(Saved data entries)
--------------------------------

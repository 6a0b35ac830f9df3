//! agent-rewind - Checkpoint, undo and redo for coding agents
//!
//! agent-rewind provides a set of feature-gated modules:
//!
//! - **`checkpoint`** - Checkpoint history, snapshot worker and backends
//! - **`config`** - Configuration and environment loading
//! - **`observability`** - Tracing subscriber setup
//! - **`cli`** - Checkpoint slash-commands for agent CLIs
//!
//! # Features
//!
//! Enable the features you need in your `Cargo.toml`:
//!
//! ```toml
//! [dependencies]
//! agent-rewind = { version = "0.3", features = ["checkpoint"] }
//! # Or enable everything:
//! agent-rewind = { version = "0.3", features = ["all"] }
//! ```
//!
//! # Example: Loading configuration
//!
//! ```ignore
//! use agent_rewind::config::{ConfigurationLoader, EnvironmentLoader};
//! use std::path::Path;
//!
//! let env = EnvironmentLoader::new(None);
//! let loader = ConfigurationLoader::new(Some(Path::new("config/rewind.toml"))).unwrap();
//! let checkpointing = env.apply_overrides(loader.config.checkpointing.clone());
//! println!("max files: {}", checkpointing.max_files);
//! ```
//!
//! # Example: Checkpointing an agent session
//!
//! ```ignore
//! use agent_rewind::checkpoint::{CheckpointConfig, CheckpointManager};
//!
//! let mut manager = CheckpointManager::from_config(".", CheckpointConfig::default());
//! let added = manager.add_checkpoint(state, tool_results, "fix the tests", false).await?;
//! manager.undo().await?;
//! ```

#![warn(missing_docs)]

/// Configuration management (enabled with the `config` feature)
#[cfg(feature = "config")]
pub mod config;

/// Observability utilities (enabled with the `observability` feature)
#[cfg(feature = "observability")]
pub mod observability;

/// CLI commands (enabled with the `cli` feature)
#[cfg(feature = "cli")]
pub mod cli;

/// Checkpoint management (enabled with the `checkpoint` feature)
#[cfg(feature = "checkpoint")]
pub mod checkpoint;

/// Prelude module for convenient imports
pub mod prelude {
    #[cfg(feature = "config")]
    pub use crate::config::{Configuration, ConfigurationLoader, EnvironmentLoader};

    #[cfg(feature = "observability")]
    pub use crate::observability::init_tracing;

    #[cfg(feature = "checkpoint")]
    pub use crate::checkpoint::{
        Checkpoint, CheckpointConfig, CheckpointError, CheckpointId, CheckpointManager,
        CheckpointResult, DisabledReason, SnapshotBackend,
    };

    #[cfg(feature = "cli")]
    pub use crate::cli::{run_checkpoint_command, CheckpointCommand};
}
//! Checkpoint manager
//!
//! Pairs each agent-state snapshot with a file-tree snapshot and moves the
//! project between them. One manager serves one project session.
//!
//! File snapshots are written in the background by the snapshot worker;
//! a checkpoint's file state resolves once its commit exists. Restoring a
//! checkpoint always waits for that commit first.

use super::agent_state::{AgentStateInspector, JsonAgentState};
use super::backend::{GitSnapshotBackend, SnapshotBackend};
use super::config::CheckpointConfig;
use super::errors::{CheckpointError, CheckpointResult, ErrorKind};
use super::formatter::{self, FormatOptions};
use super::guard::{DisabledReason, DisablementGuard};
use super::history::CheckpointHistory;
use super::models::{
    AddOutcome, Checkpoint, CheckpointId, CheckpointSummary, FileStateHandle, StoreId,
    UndoOutcome,
};
use super::worker::WorkerChannel;
use chrono::Utc;
use std::path::{Path, PathBuf};
use std::sync::Arc;
use tracing::{debug, error, info};

/// Versioning engine for agent state and project files
pub struct CheckpointManager {
    project_dir: PathBuf,
    config: CheckpointConfig,
    backend: Arc<dyn SnapshotBackend>,
    worker: Arc<WorkerChannel>,
    inspector: Arc<dyn AgentStateInspector>,
    history: CheckpointHistory,
    store: Option<StoreId>,
    guard: DisablementGuard,
    home_dir: Option<PathBuf>,
}

impl CheckpointManager {
    /// Create a manager for `project_dir` on top of `backend`.
    ///
    /// A configuration with `enabled = false` yields a manager that is
    /// disabled from the start.
    pub fn new(
        project_dir: impl Into<PathBuf>,
        backend: Arc<dyn SnapshotBackend>,
        config: CheckpointConfig,
    ) -> Self {
        let worker = Arc::new(WorkerChannel::new(backend.clone(), config.rpc_timeout()));
        let mut guard = DisablementGuard::new();
        if !config.enabled {
            guard.disable(DisabledReason::DisabledByConfig);
        }
        Self {
            project_dir: project_dir.into(),
            config,
            backend,
            worker,
            inspector: Arc::new(JsonAgentState),
            history: CheckpointHistory::new(),
            store: None,
            guard,
            home_dir: dirs::home_dir(),
        }
    }

    /// Manager backed by the git snapshot backend described by `config`
    pub fn from_config(project_dir: impl Into<PathBuf>, config: CheckpointConfig) -> Self {
        let backend = Arc::new(GitSnapshotBackend::from_config(&config));
        Self::new(project_dir, backend, config)
    }

    /// Use a custom reader for agent state
    pub fn with_inspector(mut self, inspector: Arc<dyn AgentStateInspector>) -> Self {
        self.inspector = inspector;
        self
    }

    /// Override the directory treated as the user's home
    pub fn with_home_dir(mut self, home_dir: Option<PathBuf>) -> Self {
        self.home_dir = home_dir;
        self
    }

    pub fn project_dir(&self) -> &Path {
        &self.project_dir
    }

    pub fn config(&self) -> &CheckpointConfig {
        &self.config
    }

    pub fn history(&self) -> &CheckpointHistory {
        &self.history
    }

    pub fn current_checkpoint_id(&self) -> Option<CheckpointId> {
        self.history.current_id()
    }

    pub fn is_disabled(&self) -> bool {
        self.guard.is_disabled()
    }

    pub fn disabled_reason(&self) -> Option<&DisabledReason> {
        self.guard.reason()
    }

    /// Whether an undo has somewhere to go
    pub fn can_undo(&self) -> bool {
        !self.is_disabled() && self.history.undo_target().is_ok()
    }

    pub fn can_redo(&self) -> bool {
        !self.is_disabled() && self.history.can_redo()
    }

    /// Record a checkpoint for the current agent state and project files.
    ///
    /// Without `force_snapshot`, an unchanged project returns the latest
    /// checkpoint with `created == false` and nothing is appended. The file
    /// snapshot is written in the background; the returned checkpoint's
    /// `file_state` resolves when it is done. Snapshots of earlier
    /// checkpoints are awaited before the project is compared.
    pub async fn add_checkpoint(
        &mut self,
        agent_state: Vec<u8>,
        last_tool_results: Vec<u8>,
        user_input: impl Into<String>,
        force_snapshot: bool,
    ) -> CheckpointResult<AddOutcome> {
        self.guard.ensure_enabled()?;
        if !self.backend.is_available().await {
            return Err(self.guard.disable(DisabledReason::GitUnavailable));
        }
        if self.in_home_directory().await {
            return Err(self.guard.disable(DisabledReason::InHomeDirectory));
        }
        let paths = self.inspector.tracked_paths(&agent_state)?;
        if paths.len() >= self.config.max_files {
            return Err(self.guard.disable(DisabledReason::ProjectTooLarge {
                file_count: paths.len(),
                max_files: self.config.max_files,
            }));
        }

        let store = self.locate_store().await?;
        let needs_snapshot = force_snapshot || self.has_unsaved_changes(&store, &paths).await?;

        if !needs_snapshot {
            if let Some(latest) = self.history.latest() {
                debug!(checkpoint_id = %latest.id, "project unchanged, reusing latest checkpoint");
                return Ok(AddOutcome {
                    checkpoint: latest.clone(),
                    created: false,
                });
            }
        }

        let user_input = user_input.into();
        let id = self.history.next_id()?;
        let file_state = if needs_snapshot {
            self.spawn_store(id, store, paths, &user_input)
        } else {
            self.spawn_latest_lookup(id, store)
        };
        let history_length = self.inspector.history_length(&agent_state);

        let checkpoint = self
            .history
            .append(|id, parent_id| Checkpoint {
                id,
                parent_id,
                created_at: Utc::now(),
                user_input,
                agent_state,
                last_tool_results,
                history_length,
                file_state,
            })?
            .clone();

        info!(
            project = %self.project_dir.display(),
            checkpoint_id = %checkpoint.id,
            parent_id = ?checkpoint.parent_id.map(CheckpointId::get),
            snapshot = needs_snapshot,
            "checkpoint created"
        );
        Ok(AddOutcome {
            checkpoint,
            created: true,
        })
    }

    /// The most recently created checkpoint
    pub fn get_latest_checkpoint(&self) -> CheckpointResult<&Checkpoint> {
        self.guard.ensure_enabled()?;
        self.history.latest().ok_or(CheckpointError::NoCheckpoints)
    }

    /// Look up a checkpoint by id
    pub fn get_checkpoint(&self, id: CheckpointId) -> CheckpointResult<&Checkpoint> {
        self.guard.ensure_enabled()?;
        self.history.require(id)
    }

    /// Overwrite the project files with the snapshot of checkpoint `id`.
    ///
    /// Waits for the checkpoint's own file snapshot before restoring. On
    /// success `id` becomes current; on failure nothing changes.
    pub async fn restore_checkpoint_file_state(
        &mut self,
        id: CheckpointId,
        reset_undo_stack: bool,
    ) -> CheckpointResult<Checkpoint> {
        self.guard.ensure_enabled()?;
        let checkpoint = self.history.require(id)?.clone();
        let paths = self.inspector.tracked_paths(&checkpoint.agent_state)?;
        let store = self.locate_store().await?;

        let commit = checkpoint
            .file_state
            .resolve(id)
            .await
            .map_err(|e| self.log_failure("restore", Some(id), e))?;

        // Background stores still in flight would otherwise capture the
        // restored tree instead of the one they were started for.
        self.settle_snapshots().await;

        self.worker
            .restore(self.project_dir.clone(), store, commit.clone(), paths)
            .await
            .map_err(|e| self.log_failure("restore", Some(id), e))?;

        self.history.set_current(id, reset_undo_stack);
        info!(
            project = %self.project_dir.display(),
            checkpoint_id = %id,
            commit = commit.short(),
            "checkpoint restored"
        );
        Ok(checkpoint)
    }

    /// Move back to the parent of the current checkpoint
    pub async fn undo(&mut self) -> CheckpointResult<UndoOutcome> {
        self.guard.ensure_enabled()?;
        let (departed, parent) = self.history.undo_target()?;
        let restored = self.restore_checkpoint_file_state(parent, false).await?;
        self.history.push_undone(departed);

        let undone_input = self
            .history
            .get(departed)
            .map(|c| c.user_input.clone())
            .unwrap_or_default();
        Ok(UndoOutcome {
            restored,
            undone_input,
        })
    }

    /// Re-apply the most recently undone checkpoint
    pub async fn redo(&mut self) -> CheckpointResult<Checkpoint> {
        self.guard.ensure_enabled()?;
        let target = self.history.pop_redo()?;
        match self.restore_checkpoint_file_state(target, false).await {
            Ok(checkpoint) => Ok(checkpoint),
            Err(e) => {
                self.history.push_undone(target);
                Err(e)
            }
        }
    }

    /// Forget every checkpoint.
    ///
    /// With `reset_store_location`, the store is looked up again on next
    /// use. Disablement is kept.
    pub fn clear_checkpoints(&mut self, reset_store_location: bool) {
        let dropped = self.history.len();
        self.history.clear();
        if reset_store_location {
            self.store = None;
        }
        info!(
            project = %self.project_dir.display(),
            dropped,
            reset_store_location,
            "checkpoints cleared"
        );
    }

    /// Clear all checkpoints and point the manager at another project
    pub fn switch_project(&mut self, project_dir: impl Into<PathBuf>) {
        self.clear_checkpoints(true);
        self.project_dir = project_dir.into();
        info!(project = %self.project_dir.display(), "checkpoint project switched");
    }

    /// Serializable summaries of every checkpoint in creation order
    pub fn list_checkpoints(&self) -> Vec<CheckpointSummary> {
        let current = self.history.current_id();
        self.history
            .records()
            .iter()
            .map(|c| c.summary(current))
            .collect()
    }

    /// Human-readable history listing
    pub fn format_history(&self) -> String {
        formatter::format_history(
            &self.list_checkpoints(),
            self.guard.reason(),
            &FormatOptions::from(&self.config),
        )
    }

    /// Wait for every background file snapshot to finish.
    ///
    /// Failures are left in the checkpoints' file state.
    pub async fn settle_snapshots(&self) {
        for checkpoint in self.history.records() {
            if checkpoint.file_state.state().is_pending() {
                let _ = checkpoint.file_state.resolve(checkpoint.id).await;
            }
        }
    }

    async fn locate_store(&mut self) -> CheckpointResult<StoreId> {
        if let Some(store) = &self.store {
            return Ok(store.clone());
        }
        let store = self
            .backend
            .locate(&self.project_dir)
            .await
            .map_err(|e| self.log_failure("locate", None, CheckpointError::query(e)))?;
        debug!(store = %store, backend = self.backend.backend_type(), "snapshot store located");
        self.store = Some(store.clone());
        Ok(store)
    }

    fn spawn_store(
        &self,
        id: CheckpointId,
        store: StoreId,
        paths: Vec<PathBuf>,
        user_input: &str,
    ) -> FileStateHandle {
        let worker = self.worker.clone();
        let project_dir = self.project_dir.clone();
        let message = snapshot_message(id, user_input);
        FileStateHandle::spawn(async move {
            let project = project_dir.display().to_string();
            worker
                .store(project_dir, store, message, paths)
                .await
                .map_err(|e| {
                    error!(
                        project = %project,
                        operation = "store",
                        checkpoint_id = %id,
                        error = %e,
                        "file snapshot failed"
                    );
                    e
                })
        })
    }

    fn spawn_latest_lookup(&self, id: CheckpointId, store: StoreId) -> FileStateHandle {
        let backend = self.backend.clone();
        let project = self.project_dir.display().to_string();
        FileStateHandle::spawn(async move {
            backend.latest_snapshot_id(&store).await.map_err(|e| {
                let e = CheckpointError::query(e);
                error!(
                    project = %project,
                    operation = "latest_snapshot_id",
                    checkpoint_id = %id,
                    error = %e,
                    "file snapshot lookup failed"
                );
                e
            })
        })
    }

    /// Compare the project against the latest stored snapshot.
    ///
    /// Earlier snapshots still in flight are awaited first, otherwise the
    /// store has not caught up with them yet and every file looks changed.
    async fn has_unsaved_changes(
        &self,
        store: &StoreId,
        paths: &[PathBuf],
    ) -> CheckpointResult<bool> {
        self.settle_snapshots().await;
        self.backend
            .has_unsaved_changes(&self.project_dir, store, paths)
            .await
            .map_err(|e| {
                self.log_failure("has_unsaved_changes", None, CheckpointError::query(e))
            })
    }

    async fn in_home_directory(&self) -> bool {
        let Some(home) = &self.home_dir else {
            return false;
        };
        canonical(&self.project_dir).await == canonical(home).await
    }

    fn log_failure(
        &self,
        operation: &str,
        checkpoint_id: Option<CheckpointId>,
        err: CheckpointError,
    ) -> CheckpointError {
        if err.kind() == ErrorKind::Backend {
            error!(
                project = %self.project_dir.display(),
                operation,
                checkpoint_id = ?checkpoint_id.map(CheckpointId::get),
                error = %err,
                "checkpoint operation failed"
            );
        }
        err
    }
}

impl std::fmt::Debug for CheckpointManager {
    fn fmt(&self, f: &mut std::fmt::Formatter<'_>) -> std::fmt::Result {
        f.debug_struct("CheckpointManager")
            .field("project_dir", &self.project_dir)
            .field("backend", &self.backend.backend_type())
            .field("checkpoints", &self.history.len())
            .field("current", &self.history.current_id())
            .field("disabled", &self.guard.reason())
            .finish()
    }
}

async fn canonical(path: &Path) -> PathBuf {
    tokio::fs::canonicalize(path)
        .await
        .unwrap_or_else(|_| path.to_path_buf())
}

/// Commit message for a file snapshot
fn snapshot_message(id: CheckpointId, user_input: &str) -> String {
    let summary = formatter::preview(user_input, 72);
    format!("checkpoint {}: {}", id, summary)
}

#[cfg(test)]
mod tests;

--------------------------------

> PROBLEM DESCRIPTION:
Write out the records above exactly, from the opening line to the line with "pub mod prelude", including both, with nothing added.

> EXPECTED ANSWER:
repository 6a0b35ac830f9df3
//! agent-rewind - Checkpoint, undo and redo for coding agents
//!
//! agent-rewind provides a set of feature-gated modules:
//!
//! - **`checkpoint`** - Checkpoint history, snapshot worker and backends
//! - **`config`** - Configuration and environment loading
//! - **`observability`** - Tracing subscriber setup
//! - **`cli`** - Checkpoint slash-commands for agent CLIs
//!
//! # Features
//!
//! Enable the features you need in your `Cargo.toml`:
//!
//! ```toml
//! [dependencies]
//! agent-rewind = { version = "0.3", features = ["checkpoint"] }
//! # Or enable everything:
//! agent-rewind = { version = "0.3", features = ["all"] }
//! ```
//!
//! # Example: Loading configuration
//!
//! ```ignore
//! use agent_rewind::config::{ConfigurationLoader, EnvironmentLoader};
//! use std::path::Path;
//!
//! let env = EnvironmentLoader::new(None);
//! let loader = ConfigurationLoader::new(Some(Path::new("config/rewind.toml"))).unwrap();
//! let checkpointing = env.apply_overrides(loader.config.checkpointing.clone());
//! println!("max files: {}", checkpointing.max_files);
//! ```
//!
//! # Example: Checkpointing an agent session
//!
//! ```ignore
//! use agent_rewind::checkpoint::{CheckpointConfig, CheckpointManager};
//!
//! let mut manager = CheckpointManager::from_config(".", CheckpointConfig::default());
//! let added = manager.add_checkpoint(state, tool_results, "fix the tests", false).await?;
//! manager.undo().await?;
//! ```

#![warn(missing_docs)]

/// Configuration management (enabled with the `config` feature)
#[cfg(feature = "config")]
pub mod config;

/// Observability utilities (enabled with the `observability` feature)
#[cfg(feature = "observability")]
pub mod observability;

/// CLI commands (enabled with the `cli` feature)
#[cfg(feature = "cli")]
pub mod cli;

/// Checkpoint management (enabled with the `checkpoint` feature)
#[cfg(feature = "checkpoint")]
pub mod checkpoint;

/// Prelude module for convenient imports
pub mod prelude {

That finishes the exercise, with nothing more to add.